*** Opening of LISTED RECORDS ***

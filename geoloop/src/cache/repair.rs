//! Image decoding and the dimension repair stage.
//!
//! Some overlay servers emit images whose container header disagrees with
//! the pixel data. After decoding, the decoded dimensions are compared with
//! the header's; on disagreement (or per [`RepairPolicy`]) the stored file
//! is resized in place to a canonical square and decoded again.

use crate::cache::disk::DiskStore;
use crate::cache::{CacheError, RepairPolicy};
use crate::overlay::{CacheKey, OverlayFormat};
use image::imageops::FilterType;
use image::{DynamicImage, GenericImageView, ImageReader};
use std::io::Cursor;
use tracing::{debug, info};

/// Result of a repair attempt.
#[derive(Debug)]
pub enum RepairOutcome {
    /// The stored file was already canonical and left untouched
    Unchanged,
    /// The stored file was rewritten; carries the re-decoded image
    Resized(DynamicImage),
}

/// Decode image bytes, trusting the content over the declared format.
pub fn decode(bytes: &[u8], format: OverlayFormat) -> Result<DynamicImage, CacheError> {
    match image::load_from_memory(bytes) {
        Ok(image) => Ok(image),
        Err(_) => image::load_from_memory_with_format(bytes, format.to_image_format())
            .map_err(CacheError::from),
    }
}

/// Dimensions reported by the container header, without decoding pixels.
pub fn header_dimensions(bytes: &[u8]) -> Result<(u32, u32), CacheError> {
    let reader = ImageReader::new(Cursor::new(bytes)).with_guessed_format()?;
    reader.into_dimensions().map_err(CacheError::from)
}

/// Whether a decoded image must go through repair.
pub fn needs_repair(
    policy: RepairPolicy,
    decoded: (u32, u32),
    header: (u32, u32),
    canonical: u32,
) -> bool {
    match policy {
        RepairPolicy::Never => false,
        RepairPolicy::OnMismatch => decoded != header,
        RepairPolicy::NonCanonical => decoded != header || decoded != (canonical, canonical),
    }
}

/// Resize the stored file for `key` to `canonical`×`canonical`.
///
/// Transparency is kept for formats that carry alpha. An image that is
/// already canonical is left byte-identical.
pub fn repair_stored(
    store: &DiskStore,
    key: &CacheKey,
    format: OverlayFormat,
    canonical: u32,
) -> Result<RepairOutcome, CacheError> {
    let bytes = store
        .read(key)?
        .ok_or_else(|| CacheError::Repair(format!("{} is not in the disk store", key)))?;

    let image = decode(&bytes, format).map_err(|e| CacheError::Repair(e.to_string()))?;
    let header = header_dimensions(&bytes).map_err(|e| CacheError::Repair(e.to_string()))?;

    if image.dimensions() == (canonical, canonical) && header == (canonical, canonical) {
        debug!(key = %key, "Overlay already canonical, repair skipped");
        return Ok(RepairOutcome::Unchanged);
    }

    let resized = image.resize_exact(canonical, canonical, FilterType::Triangle);
    let encoded = encode(&resized, format)?;
    store.write(key, &encoded)?;

    info!(
        key = %key,
        from_width = image.width(),
        from_height = image.height(),
        header_width = header.0,
        header_height = header.1,
        size = canonical,
        "Repaired overlay image dimensions"
    );

    let redecoded = decode(&encoded, format).map_err(|e| CacheError::Repair(e.to_string()))?;
    Ok(RepairOutcome::Resized(redecoded))
}

/// Encode an image in the entry's format.
fn encode(image: &DynamicImage, format: OverlayFormat) -> Result<Vec<u8>, CacheError> {
    let prepared = if format.supports_alpha() {
        DynamicImage::ImageRgba8(image.to_rgba8())
    } else {
        DynamicImage::ImageRgb8(image.to_rgb8())
    };

    let mut out = Cursor::new(Vec::new());
    prepared
        .write_to(&mut out, format.to_image_format())
        .map_err(|e| CacheError::Repair(e.to_string()))?;
    Ok(out.into_inner())
}

#[cfg(test)]
mod tests {
    use super::*;
    use image::{Rgba, RgbaImage};
    use tempfile::TempDir;

    fn png(width: u32, height: u32) -> Vec<u8> {
        let image = RgbaImage::from_pixel(width, height, Rgba([10, 20, 30, 128]));
        let mut out = Cursor::new(Vec::new());
        DynamicImage::ImageRgba8(image)
            .write_to(&mut out, image::ImageFormat::Png)
            .unwrap();
        out.into_inner()
    }

    fn key() -> CacheKey {
        CacheKey::derive("Earth/Test/", "frame", OverlayFormat::Png)
    }

    #[test]
    fn test_header_dimensions_match_decode() {
        let bytes = png(30, 20);
        assert_eq!(header_dimensions(&bytes).unwrap(), (30, 20));
        assert_eq!(decode(&bytes, OverlayFormat::Png).unwrap().dimensions(), (30, 20));
    }

    #[test]
    fn test_decode_rejects_garbage() {
        assert!(matches!(
            decode(b"not an image", OverlayFormat::Png),
            Err(CacheError::Decode(_))
        ));
    }

    #[test]
    fn test_needs_repair_policies() {
        assert!(!needs_repair(RepairPolicy::OnMismatch, (10, 10), (10, 10), 16));
        assert!(needs_repair(RepairPolicy::OnMismatch, (10, 10), (12, 10), 16));
        assert!(needs_repair(RepairPolicy::NonCanonical, (10, 10), (10, 10), 16));
        assert!(!needs_repair(RepairPolicy::NonCanonical, (16, 16), (16, 16), 16));
        assert!(!needs_repair(RepairPolicy::Never, (10, 10), (12, 10), 16));
    }

    #[test]
    fn test_repair_resizes_and_keeps_alpha() {
        let temp = TempDir::new().unwrap();
        let store = DiskStore::new(temp.path()).unwrap();
        store.write(&key(), &png(30, 20)).unwrap();

        let outcome = repair_stored(&store, &key(), OverlayFormat::Png, 16).unwrap();
        let RepairOutcome::Resized(image) = outcome else {
            panic!("expected resize");
        };
        assert_eq!(image.dimensions(), (16, 16));
        assert!(image.color().has_alpha());

        let stored = store.read(&key()).unwrap().unwrap();
        assert_eq!(header_dimensions(&stored).unwrap(), (16, 16));
    }

    #[test]
    fn test_repair_of_canonical_image_is_noop() {
        let temp = TempDir::new().unwrap();
        let store = DiskStore::new(temp.path()).unwrap();
        let bytes = png(16, 16);
        store.write(&key(), &bytes).unwrap();

        let outcome = repair_stored(&store, &key(), OverlayFormat::Png, 16).unwrap();
        assert!(matches!(outcome, RepairOutcome::Unchanged));
        assert_eq!(store.read(&key()).unwrap().unwrap(), bytes);
    }

    #[test]
    fn test_second_repair_leaves_file_byte_identical() {
        let temp = TempDir::new().unwrap();
        let store = DiskStore::new(temp.path()).unwrap();
        store.write(&key(), &png(40, 10)).unwrap();

        repair_stored(&store, &key(), OverlayFormat::Png, 16).unwrap();
        let first = store.read(&key()).unwrap().unwrap();

        let outcome = repair_stored(&store, &key(), OverlayFormat::Png, 16).unwrap();
        assert!(matches!(outcome, RepairOutcome::Unchanged));
        assert_eq!(store.read(&key()).unwrap().unwrap(), first);
    }

    #[test]
    fn test_repair_jpeg_drops_alpha() {
        let temp = TempDir::new().unwrap();
        let store = DiskStore::new(temp.path()).unwrap();
        let key = CacheKey::derive("Earth/Test/", "tile", OverlayFormat::Jpeg);
        store.write(&key, &png(8, 4)).unwrap();

        let RepairOutcome::Resized(image) =
            repair_stored(&store, &key, OverlayFormat::Jpeg, 16).unwrap()
        else {
            panic!("expected resize");
        };
        assert_eq!(image.dimensions(), (16, 16));
        assert!(!image.color().has_alpha());
    }

    #[test]
    fn test_repair_missing_file_fails() {
        let temp = TempDir::new().unwrap();
        let store = DiskStore::new(temp.path()).unwrap();
        assert!(matches!(
            repair_stored(&store, &key(), OverlayFormat::Png, 16),
            Err(CacheError::Repair(_))
        ));
    }
}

*** Close of LISTED RECORDS ***

* INSTRUCTIONS TO FOLLOW *
When you reach the end of the records, set them all down again exactly.

* WORKED SOLUTION *
filename geoloop/src/cache/repair.rs
//! Image decoding and the dimension repair stage.
//!
//! Some overlay servers emit images whose container header disagrees with
//! the pixel data. After decoding, the decoded dimensions are compared with
//! the header's; on disagreement (or per [`RepairPolicy`]) the stored file
//! is resized in place to a canonical square and decoded again.

use crate::cache::disk::DiskStore;
use crate::cache::{CacheError, RepairPolicy};
use crate::overlay::{CacheKey, OverlayFormat};
use image::imageops::FilterType;
use image::{DynamicImage, GenericImageView, ImageReader};
use std::io::Cursor;
use tracing::{debug, info};

/// Result of a repair attempt.
#[derive(Debug)]
pub enum RepairOutcome {
    /// The stored file was already canonical and left untouched
    Unchanged,
    /// The stored file was rewritten; carries the re-decoded image
    Resized(DynamicImage),
}

/// Decode image bytes, trusting the content over the declared format.
pub fn decode(bytes: &[u8], format: OverlayFormat) -> Result<DynamicImage, CacheError> {
    match image::load_from_memory(bytes) {
        Ok(image) => Ok(image),
        Err(_) => image::load_from_memory_with_format(bytes, format.to_image_format())
            .map_err(CacheError::from),
    }
}

/// Dimensions reported by the container header, without decoding pixels.
pub fn header_dimensions(bytes: &[u8]) -> Result<(u32, u32), CacheError> {
    let reader = ImageReader::new(Cursor::new(bytes)).with_guessed_format()?;
    reader.into_dimensions().map_err(CacheError::from)
}

/// Whether a decoded image must go through repair.
pub fn needs_repair(
    policy: RepairPolicy,
    decoded: (u32, u32),
    header: (u32, u32),
    canonical: u32,
) -> bool {
    match policy {
        RepairPolicy::Never => false,
        RepairPolicy::OnMismatch => decoded != header,
        RepairPolicy::NonCanonical => decoded != header || decoded != (canonical, canonical),
    }
}

/// Resize the stored file for `key` to `canonical`×`canonical`.
///
/// Transparency is kept for formats that carry alpha. An image that is
/// already canonical is left byte-identical.
pub fn repair_stored(
    store: &DiskStore,
    key: &CacheKey,
    format: OverlayFormat,
    canonical: u32,
) -> Result<RepairOutcome, CacheError> {
    let bytes = store
        .read(key)?
        .ok_or_else(|| CacheError::Repair(format!("{} is not in the disk store", key)))?;

    let image = decode(&bytes, format).map_err(|e| CacheError::Repair(e.to_string()))?;
    let header = header_dimensions(&bytes).map_err(|e| CacheError::Repair(e.to_string()))?;

    if image.dimensions() == (canonical, canonical) && header == (canonical, canonical) {
        debug!(key = %key, "Overlay already canonical, repair skipped");
        return Ok(RepairOutcome::Unchanged);
    }

    let resized = image.resize_exact(canonical, canonical, FilterType::Triangle);
    let encoded = encode(&resized, format)?;
    store.write(key, &encoded)?;

    info!(
        key = %key,
        from_width = image.width(),
        from_height = image.height(),
        header_width = header.0,
        header_height = header.1,
        size = canonical,
        "Repaired overlay image dimensions"
    );

    let redecoded = decode(&encoded, format).map_err(|e| CacheError::Repair(e.to_string()))?;
    Ok(RepairOutcome::Resized(redecoded))
}

/// Encode an image in the entry's format.
fn encode(image: &DynamicImage, format: OverlayFormat) -> Result<Vec<u8>, CacheError> {
    let prepared = if format.supports_alpha() {
        DynamicImage::ImageRgba8(image.to_rgba8())
    } else {
        DynamicImage::ImageRgb8(image.to_rgb8())
    };

    let mut out = Cursor::new(Vec::new());
    prepared
        .write_to(&mut out, format.to_image_format())
        .map_err(|e| CacheError::Repair(e.to_string()))?;
    Ok(out.into_inner())
}

#[cfg(test)]
mod tests {
    use super::*;
    use image::{Rgba, RgbaImage};
    use tempfile::TempDir;

    fn png(width: u32, height: u32) -> Vec<u8> {
        let image = RgbaImage::from_pixel(width, height, Rgba([10, 20, 30, 128]));
        let mut out = Cursor::new(Vec::new());
        DynamicImage::ImageRgba8(image)
            .write_to(&mut out, image::ImageFormat::Png)
            .unwrap();
        out.into_inner()
    }

    fn key() -> CacheKey {
        CacheKey::derive("Earth/Test/", "frame", OverlayFormat::Png)
    }

    #[test]
    fn test_header_dimensions_match_decode() {
        let bytes = png(30, 20);
        assert_eq!(header_dimensions(&bytes).unwrap(), (30, 20));
        assert_eq!(decode(&bytes, OverlayFormat::Png).unwrap().dimensions(), (30, 20));
    }

    #[test]
    fn test_decode_rejects_garbage() {
        assert!(matches!(
            decode(b"not an image", OverlayFormat::Png),
            Err(CacheError::Decode(_))
        ));
    }

    #[test]
    fn test_needs_repair_policies() {
        assert!(!needs_repair(RepairPolicy::OnMismatch, (10, 10), (10, 10), 16));
        assert!(needs_repair(RepairPolicy::OnMismatch, (10, 10), (12, 10), 16));
        assert!(needs_repair(RepairPolicy::NonCanonical, (10, 10), (10, 10), 16));
        assert!(!needs_repair(RepairPolicy::NonCanonical, (16, 16), (16, 16), 16));
        assert!(!needs_repair(RepairPolicy::Never, (10, 10), (12, 10), 16));
    }

    #[test]
    fn test_repair_resizes_and_keeps_alpha() {
        let temp = TempDir::new().unwrap();
        let store = DiskStore::new(temp.path()).unwrap();
        store.write(&key(), &png(30, 20)).unwrap();

        let outcome = repair_stored(&store, &key(), OverlayFormat::Png, 16).unwrap();
        let RepairOutcome::Resized(image) = outcome else {
            panic!("expected resize");
        };
        assert_eq!(image.dimensions(), (16, 16));
        assert!(image.color().has_alpha());

        let stored = store.read(&key()).unwrap().unwrap();
        assert_eq!(header_dimensions(&stored).unwrap(), (16, 16));
    }

    #[test]
    fn test_repair_of_canonical_image_is_noop() {
        let temp = TempDir::new().unwrap();
        let store = DiskStore::new(temp.path()).unwrap();
        let bytes = png(16, 16);
        store.write(&key(), &bytes).unwrap();

        let outcome = repair_stored(&store, &key(), OverlayFormat::Png, 16).unwrap();
        assert!(matches!(outcome, RepairOutcome::Unchanged));
        assert_eq!(store.read(&key()).unwrap().unwrap(), bytes);
    }

    #[test]
    fn test_second_repair_leaves_file_byte_identical() {
        let temp = TempDir::new().unwrap();
        let store = DiskStore::new(temp.path()).unwrap();
        store.write(&key(), &png(40, 10)).unwrap();

        repair_stored(&store, &key(), OverlayFormat::Png, 16).unwrap();
        let first = store.read(&key()).unwrap().unwrap();

        let outcome = repair_stored(&store, &key(), OverlayFormat::Png, 16).unwrap();
        assert!(matches!(outcome, RepairOutcome::Unchanged));
        assert_eq!(store.read(&key()).unwrap().unwrap(), first);
    }

    #[test]
    fn test_repair_jpeg_drops_alpha() {
        let temp = TempDir::new().unwrap();
        let store = DiskStore::new(temp.path()).unwrap();
        let key = CacheKey::derive("Earth/Test/", "tile", OverlayFormat::Jpeg);
        store.write(&key, &png(8, 4)).unwrap();

        let RepairOutcome::Resized(image) =
            repair_stored(&store, &key, OverlayFormat::Jpeg, 16).unwrap()
        else {
            panic!("expected resize");
        };
        assert_eq!(image.dimensions(), (16, 16));
        assert!(!image.color().has_alpha());
    }

    #[test]
    fn test_repair_missing_file_fails() {
        let temp = TempDir::new().unwrap();
        let store = DiskStore::new(temp.path()).unwrap();
        assert!(matches!(
            repair_stored(&store, &key(), OverlayFormat::Png, 16),
            Err(CacheError::Repair(_))
        ));
    }
}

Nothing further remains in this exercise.